So, if you can’t get excited about making friends for friends' sake, do it so you can live to 100 ;-).
But in all seriousness, I believe that our lives should have witnesses. We need a witness to our high times, our low times, our mundane times and our exceptional times. It gives it all meaning. And if you have a life partner that is lovely, but...
your partner is not meant to carry the weight of all of your social and emotional needs, and
friends can offer alternative viewpoints and fresh perspectives to see things from different angles - they help expand your world in important ways.
In short, friendships and connection help broaden your horizons, deepen your experience and lower your risk of dementia. What’s not to love?
WHY IS IT SO HARD TO MAKE FRIENDS AS AN ADULT?
When you’re a kid, making friends can still be scary but you have so many opportunities to do it! Sports, school, theatre, scouts, summer camp, the neighborhood - kids are drowning in opportunity to meet new people. But as adults, our worlds constrict in this way, which is a real shame in a way.
If you’re like me, you might prioritize your family or career over making a new buddy, right?
Then you have the factor of the passing of time. As we get older, of course, your college friends may drift away, people move, and friendship circles diminish. And, conversely, it can feel like many people already have well-established social circles, and breaking into these existing circles can be intimidating.
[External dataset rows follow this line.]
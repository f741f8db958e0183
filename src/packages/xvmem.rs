//! `xvmem` - the package this repository describes
//!
//! One static library plus a unit-test binary linking the unit-test
//! framework, the entry point, the base package and the library itself.

use std::sync::Arc;

use tracing::debug;

use super::{repo_path, PackageSource, XBase, XEntry, XUnitTest};
use crate::denv::{setup_default_cpp_lib_project, setup_default_cpp_test_project, Package};
use crate::error::GenResult;

/// Package and main library name
pub const PACKAGE_NAME: &str = "xvmem";

/// Unit-test project name
pub const TEST_NAME: &str = "xvmem_test";

/// Descriptor source for `xvmem`
#[derive(Debug, Clone, Copy, Default)]
pub struct XVMem;

impl XVMem {
    pub fn new() -> Self {
        Self
    }
}

impl PackageSource for XVMem {
    fn name(&self) -> &str {
        PACKAGE_NAME
    }

    fn get_package(&self) -> GenResult<Package> {
        build_package_descriptor()
    }
}

/// Build the `xvmem` package from the built-in collaborators
pub fn build_package_descriptor() -> GenResult<Package> {
    build_package_descriptor_from(&XUnitTest::new(), &XEntry::new(), &XBase::new())
}

/// Alias matching the naming used by the other package sources
pub fn get_package() -> GenResult<Package> {
    build_package_descriptor()
}

/// Build the `xvmem` package from explicit collaborators
///
/// Fails only when a collaborator fails or has no main library.
pub fn build_package_descriptor_from(
    unittest: &dyn PackageSource,
    entry: &dyn PackageSource,
    base: &dyn PackageSource,
) -> GenResult<Package> {
    let unittest_pkg = Arc::new(unittest.get_package()?);
    let entry_pkg = Arc::new(entry.get_package()?);
    let base_pkg = Arc::new(base.get_package()?);

    let path = repo_path(PACKAGE_NAME);
    let mut package = Package::new(PACKAGE_NAME, path.as_str());
    package.add_package(unittest_pkg.clone());
    package.add_package(entry_pkg.clone());
    package.add_package(base_pkg.clone());

    let mut main_lib = setup_default_cpp_lib_project(PACKAGE_NAME, &path);
    main_lib.add_dependency(base_pkg.require_main_lib()?.clone());
    let main_lib = Arc::new(main_lib);

    let mut test = setup_default_cpp_test_project(TEST_NAME, &path);
    test.add_dependency(unittest_pkg.require_main_lib()?.clone());
    test.add_dependency(entry_pkg.require_main_lib()?.clone());
    test.add_dependency(base_pkg.require_main_lib()?.clone());
    test.add_dependency(main_lib.clone());

    package.add_main_lib(main_lib);
    package.add_unittest(Arc::new(test));

    debug!(package = PACKAGE_NAME, "built package descriptor");
    Ok(package)
}

#[cfg(test)]
mod tests {
    use super::*;
    use crate::error::GenError;

    /// Collaborator whose package and main library share one name
    struct Stub(&'static str);

    impl PackageSource for Stub {
        fn name(&self) -> &str {
            self.0
        }

        fn get_package(&self) -> GenResult<Package> {
            let mut package = Package::new(self.0, self.0);
            package.add_main_lib(Arc::new(setup_default_cpp_lib_project(self.0, self.0)));
            Ok(package)
        }
    }

    /// Collaborator that never attaches a main library
    struct Hollow;

    impl PackageSource for Hollow {
        fn name(&self) -> &str {
            "hollow"
        }

        fn get_package(&self) -> GenResult<Package> {
            Ok(Package::new("hollow", "hollow"))
        }
    }

    #[test]
    fn package_is_named_xvmem() {
        let package = build_package_descriptor().unwrap();
        assert_eq!(package.name(), "xvmem");
        assert_eq!(package.path(), "github.com\\jurgen-kluft\\xvmem");
    }

    #[test]
    fn main_lib_depends_only_on_base() {
        let package = build_package_descriptor().unwrap();
        let main_lib = package.main_lib().unwrap();

        assert_eq!(main_lib.name(), "xvmem");
        assert_eq!(main_lib.dependency_names(), vec!["xbase"]);
    }

    #[test]
    fn test_depends_on_four_libraries_in_order() {
        let package = build_package_descriptor().unwrap();

        assert_eq!(package.unittests().len(), 1);
        let test = &package.unittests()[0];
        assert_eq!(test.name(), "xvmem_test");
        assert_eq!(
            test.dependency_names(),
            vec!["xunittest", "xentry", "xbase", "xvmem"]
        );
        assert!(Arc::ptr_eq(&test.dependencies()[3], package.main_lib().unwrap()));
    }

    #[test]
    fn subpackages_are_unittest_entry_base() {
        let package = build_package_descriptor().unwrap();
        let names: Vec<_> = package.packages().iter().map(|p| p.name()).collect();
        assert_eq!(names, vec!["xunittest", "xentry", "xbase"]);
    }

    #[test]
    fn base_lib_is_shared_with_subpackage() {
        let package = build_package_descriptor().unwrap();
        let base_pkg = &package.packages()[2];
        let main_lib = package.main_lib().unwrap();

        assert!(Arc::ptr_eq(&main_lib.dependencies()[0], base_pkg.main_lib().unwrap()));
    }

    #[test]
    fn repeated_builds_are_equal_but_distinct() {
        let first = build_package_descriptor().unwrap();
        let second = build_package_descriptor().unwrap();

        assert_eq!(first, second);
        assert!(!Arc::ptr_eq(first.main_lib().unwrap(), second.main_lib().unwrap()));
        assert!(!Arc::ptr_eq(&first.packages()[0], &second.packages()[0]));
    }

    #[test]
    fn descriptor_passes_validation() {
        build_package_descriptor().unwrap().validate().unwrap();
    }

    #[test]
    fn stub_collaborators_produce_expected_shape() {
        let package =
            build_package_descriptor_from(&Stub("xunittest"), &Stub("xentry"), &Stub("xbase"))
                .unwrap();

        let summary = package.summary();
        let subpackages: Vec<_> = summary.packages.iter().map(|p| p.name.as_str()).collect();
        assert_eq!(summary.name, "xvmem");
        assert_eq!(subpackages, vec!["xunittest", "xentry", "xbase"]);
        assert_eq!(summary.main_lib.unwrap().dependencies, vec!["xbase"]);
        assert_eq!(
            summary.unittests[0].dependencies,
            vec!["xunittest", "xentry", "xbase", "xvmem"]
        );
    }

    #[test]
    fn collaborator_without_main_lib_is_an_error() {
        let err = build_package_descriptor_from(&Stub("xunittest"), &Hollow, &Stub("xbase"))
            .unwrap_err();
        assert!(matches!(err, GenError::MissingMainLib { ref package } if package == "hollow"));
    }

    #[test]
    fn get_package_matches_builder() {
        assert_eq!(get_package().unwrap(), XVMem::new().get_package().unwrap());
    }
}
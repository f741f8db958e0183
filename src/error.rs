//! Error types for xvmem
//!
//! Library code returns `GenResult`; the binary wraps it in `anyhow`.

use std::path::PathBuf;
use thiserror::Error;

/// Result type alias for descriptor and generator operations
pub type GenResult<T> = Result<T, GenError>;

/// Main error type for descriptor and generator operations
#[derive(Error, Debug)]
pub enum GenError {
    /// No built-in package source carries this name
    #[error("unknown package '{name}'")]
    UnknownPackage { name: String },

    /// Package has no main library attached
    #[error("package '{package}' has no main library")]
    MissingMainLib { package: String },

    /// Unit test does not link against the library it tests
    #[error("unit test '{test}' does not depend on main library '{lib}'")]
    TestMissingMainLib { test: String, lib: String },

    /// Two different projects share one name in the dependency graph
    #[error("project name '{name}' is bound to two different projects")]
    ConflictingProject { name: String },

    /// Toolchain name not recognised
    #[error("unknown toolchain '{value}' (expected one of: make, cmake)")]
    UnknownToolchain { value: String },

    /// Build configuration name not recognised
    #[error("unknown build configuration '{value}' (expected debug or release)")]
    UnknownConfiguration { value: String },

    /// Configuration file could not be parsed
    #[error("invalid configuration in {file}: {message}")]
    InvalidConfig { file: PathBuf, message: String },

    /// Generation manifest could not be read or written
    #[error("manifest error in {file}: {message}")]
    Manifest { file: PathBuf, message: String },

    /// Output path escapes the output directory
    #[error("output path '{path}' escapes output directory '{root}'")]
    PathEscape { path: PathBuf, root: PathBuf },

    /// IO error
    #[error("IO error: {0}")]
    Io(#[from] std::io::Error),
}
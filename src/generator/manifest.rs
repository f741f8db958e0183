//! Generation manifest - tracks the hashes of generated files
//!
//! Stored as `<output_dir>/manifest.toml`. The planner compares on-disk
//! hashes against it to tell generator-owned files from files a user has
//! edited, and to find outputs that are no longer produced.

use std::collections::BTreeMap;
use std::fs;
use std::path::{Path, PathBuf};

use chrono::{DateTime, Utc};
use fs2::FileExt;
use serde::{Deserialize, Serialize};
use tracing::warn;

use crate::error::{GenError, GenResult};
use crate::fs::{FileSystem, LocalFs};

/// Manifest file name inside the output directory
pub const MANIFEST_FILE: &str = "manifest.toml";

/// Current on-disk format version
pub const MANIFEST_VERSION: u32 = 1;

/// Normalize a path for manifest storage (always use forward slashes)
pub(crate) fn normalize_manifest_path(path: &Path) -> String {
    path.to_string_lossy().replace('\\', "/")
}

/// In-memory manifest
#[derive(Debug, Clone, PartialEq, Eq, Default)]
pub struct Manifest {
    package: Option<String>,
    generated_at: Option<DateTime<Utc>>,
    files: BTreeMap<String, String>,
}

#[derive(Debug, Clone, Serialize, Deserialize)]
struct TomlFileEntry {
    hash: String,
}

#[derive(Debug, Clone, Serialize, Deserialize)]
struct TomlManifest {
    version: u32,
    #[serde(default, skip_serializing_if = "Option::is_none")]
    package: Option<String>,
    #[serde(default, skip_serializing_if = "Option::is_none")]
    generated_at: Option<DateTime<Utc>>,
    #[serde(default)]
    files: BTreeMap<String, TomlFileEntry>,
}

impl Manifest {
    pub fn new() -> Self {
        Self::default()
    }

    pub fn package(&self) -> Option<&str> {
        self.package.as_deref()
    }

    pub fn set_package(&mut self, name: impl Into<String>) {
        self.package = Some(name.into());
    }

    pub fn generated_at(&self) -> Option<DateTime<Utc>> {
        self.generated_at
    }

    pub fn touch(&mut self, at: DateTime<Utc>) {
        self.generated_at = Some(at);
    }

    /// Recorded hash for a relative output path
    pub fn hash_for(&self, path: &Path) -> Option<&str> {
        self.files
            .get(&normalize_manifest_path(path))
            .map(String::as_str)
    }

    pub fn set(&mut self, path: &Path, hash: impl Into<String>) {
        self.files.insert(normalize_manifest_path(path), hash.into());
    }

    /// Tracked paths in sorted order
    pub fn paths(&self) -> impl Iterator<Item = PathBuf> + '_ {
        self.files.keys().map(PathBuf::from)
    }

    pub fn len(&self) -> usize {
        self.files.len()
    }

    pub fn is_empty(&self) -> bool {
        self.files.is_empty()
    }

    /// Load a manifest; a missing file yields an empty one
    pub fn load(path: &Path) -> GenResult<Self> {
        if !path.exists() {
            return Ok(Self::new());
        }

        let content = fs::read_to_string(path).map_err(|e| manifest_error(path, e))?;
        Self::parse(&content, path)
    }

    fn parse(content: &str, path: &Path) -> GenResult<Self> {
        let toml_manifest: TomlManifest =
            toml::from_str(content).map_err(|e| manifest_error(path, e))?;

        if toml_manifest.version != MANIFEST_VERSION {
            return Err(GenError::Manifest {
                file: path.to_path_buf(),
                message: format!(
                    "unsupported version {} (expected {})",
                    toml_manifest.version, MANIFEST_VERSION
                ),
            });
        }

        Ok(Self {
            package: toml_manifest.package,
            generated_at: toml_manifest.generated_at,
            files: toml_manifest
                .files
                .into_iter()
                .map(|(k, v)| (k, v.hash))
                .collect(),
        })
    }

    fn to_toml(&self) -> GenResult<String> {
        let toml_manifest = TomlManifest {
            version: MANIFEST_VERSION,
            package: self.package.clone(),
            generated_at: self.generated_at,
            files: self
                .files
                .iter()
                .map(|(k, v)| (k.clone(), TomlFileEntry { hash: v.clone() }))
                .collect(),
        };
        toml::to_string_pretty(&toml_manifest).map_err(|e| GenError::Manifest {
            file: PathBuf::from(MANIFEST_FILE),
            message: e.to_string(),
        })
    }

    /// Save under an exclusive lock on `<path>.lock`
    pub fn save(&self, path: &Path) -> GenResult<()> {
        let lock_path = path.with_extension("lock");
        if let Some(parent) = lock_path.parent() {
            fs::create_dir_all(parent).map_err(|e| manifest_error(path, e))?;
        }

        let lock_file = fs::File::create(&lock_path).map_err(|e| manifest_error(path, e))?;
        lock_file
            .lock_exclusive()
            .map_err(|e| manifest_error(path, e))?;

        let result = self
            .to_toml()
            .and_then(|content| LocalFs::new().write_atomic(path, &content));

        release_lock(&lock_file, &lock_path);
        result
    }
}

/// Unlock and delete the lock file. Failures are logged; returns whether
/// both steps succeeded.
fn release_lock(lock_file: &fs::File, lock_path: &Path) -> bool {
    let mut clean = true;
    if let Err(e) = FileExt::unlock(lock_file) {
        warn!(path = %lock_path.display(), error = %e, "failed to unlock manifest lock");
        clean = false;
    }
    if let Err(e) = fs::remove_file(lock_path) {
        warn!(path = %lock_path.display(), error = %e, "failed to remove manifest lock file");
        clean = false;
    }
    clean
}

fn manifest_error(path: &Path, err: impl std::fmt::Display) -> GenError {
    GenError::Manifest {
        file: path.to_path_buf(),
        message: err.to_string(),
    }
}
And, it can be a vulnerable thing to make friends as an adult, so taking the time, then making the effort and then being willing to fail and try again is a HUGE ask. Right?
In reality, it’s highly comparable to dating: you have the unknown, fear of rejection or judgement - you have to employ trust and vulnerability to form genuine connections and you have to not take it personally when it’s just not a great fit. It's a useful analogy, making friends and being on the dating scene, because with each, it requires knowing what you want, engaging a proactive effort and a resilience when things don’t pan out.
TIPS FOR MAKING FRIENDS AS AN ADULT
My number one tip is to TAKE THE INITIATIVE. Don’t wait for the opportunity, create the opportunity. Arrange a happy hour, book club, an outing to a local event - this has worked for me time and time again.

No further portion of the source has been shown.